#### Task input

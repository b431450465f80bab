//! Leapfrog integrator for a unit point mass in a rotating frame
//!
//! One call advances the state by exactly one `dt`:
//!
//! ```text
//! x' = x + dt (v + ½ dt a0)
//! a1 = a(x', v)              new position, old velocity
//! v' = v + ½ dt (a0 + a1)
//! ```
//!
//! `a0` is the acceleration cached by the previous call, and `a1` is cached
//! for the next one. Evaluating `a1` with the old velocity is the contract,
//! not textbook velocity Verlet: energy drift is first order in `dt` and
//! reversing the step restores the position but not quite the velocity.

use glam::DVec3;
use serde::{Deserialize, Serialize};
use thiserror::Error;

use super::forces::pseudo_acceleration;

/// Rejected inputs for [`try_step`]
#[derive(Error, Debug, Clone, PartialEq)]
pub enum IntegratorError {
    /// Timestep is zero or negative
    #[error("time step must be positive, got {0}")]
    NonPositiveTimeStep(f64),

    /// Timestep is NaN or infinite
    #[error("time step must be finite, got {0}")]
    NonFiniteTimeStep(f64),

    /// A state vector holds NaN or infinity
    #[error("particle {field} is not finite")]
    NonFiniteState {
        /// Offending field name
        field: &'static str,
    },

    /// Angular velocity holds NaN or infinity
    #[error("angular velocity is not finite")]
    NonFiniteOmega,
}

/// Kinematic state of one projectile, unit mass
#[derive(Debug, Clone, Copy, PartialEq, Serialize, Deserialize)]
pub struct ParticleState {
    pub position: DVec3,
    pub velocity: DVec3,
    /// Trailing acceleration of the last step, reused as the next `a0`
    pub acceleration: DVec3,
}

impl ParticleState {
    /// Create a state with its acceleration evaluated for `omega`
    pub fn new(position: DVec3, velocity: DVec3, omega: DVec3) -> Self {
        Self {
            position,
            velocity,
            acceleration: pseudo_acceleration(omega, position, velocity),
        }
    }

    /// Re-evaluate the cached acceleration (after `omega` changed between steps)
    pub fn refresh_acceleration(&mut self, omega: DVec3) {
        self.acceleration = pseudo_acceleration(omega, self.position, self.velocity);
    }

    /// Advance in place by one `dt`
    pub fn step(&mut self, omega: DVec3, dt: f64) {
        *self = step(self, omega, dt);
    }

    /// Advance in place by `n` steps of `dt`
    pub fn step_n(&mut self, omega: DVec3, dt: f64, n: u32) {
        for _ in 0..n {
            self.step(omega, dt);
        }
    }

    /// Distance from the rotation origin
    #[inline]
    pub fn distance(&self) -> f64 {
        self.position.length()
    }
}

/// Advance `state` by one `dt` under the centrifugal and Coriolis pseudo-forces.
///
/// No validation: `dt` may be negative, and non-finite inputs propagate.
/// Use [`try_step`] to fail fast instead.
pub fn step(state: &ParticleState, omega: DVec3, dt: f64) -> ParticleState {
    let x = state.position;
    let v = state.velocity;
    let a0 = state.acceleration;

    let position = x + dt * (v + 0.5 * dt * a0);
    let a1 = pseudo_acceleration(omega, position, v);
    let velocity = v + 0.5 * dt * (a0 + a1);

    ParticleState {
        position,
        velocity,
        acceleration: a1,
    }
}

/// [`step`] with precondition checks on `dt`, `omega` and the state
pub fn try_step(
    state: &ParticleState,
    omega: DVec3,
    dt: f64,
) -> Result<ParticleState, IntegratorError> {
    if !dt.is_finite() {
        return Err(IntegratorError::NonFiniteTimeStep(dt));
    }
    if dt <= 0.0 {
        return Err(IntegratorError::NonPositiveTimeStep(dt));
    }
    if !omega.is_finite() {
        return Err(IntegratorError::NonFiniteOmega);
    }
    if !state.position.is_finite() {
        return Err(IntegratorError::NonFiniteState { field: "position" });
    }
    if !state.velocity.is_finite() {
        return Err(IntegratorError::NonFiniteState { field: "velocity" });
    }
    if !state.acceleration.is_finite() {
        return Err(IntegratorError::NonFiniteState {
            field: "acceleration",
        });
    }
    Ok(step(state, omega, dt))
}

########

*What you should do*: Could you copy every line from the records that has "IntegratorError" in it?

*Written response*:
pub enum IntegratorError {
) -> Result<ParticleState, IntegratorError> {
        return Err(IntegratorError::NonFiniteTimeStep(dt));
        return Err(IntegratorError::NonPositiveTimeStep(dt));
        return Err(IntegratorError::NonFiniteOmega);
        return Err(IntegratorError::NonFiniteState { field: "position" });
        return Err(IntegratorError::NonFiniteState { field: "velocity" });
        return Err(IntegratorError::NonFiniteState {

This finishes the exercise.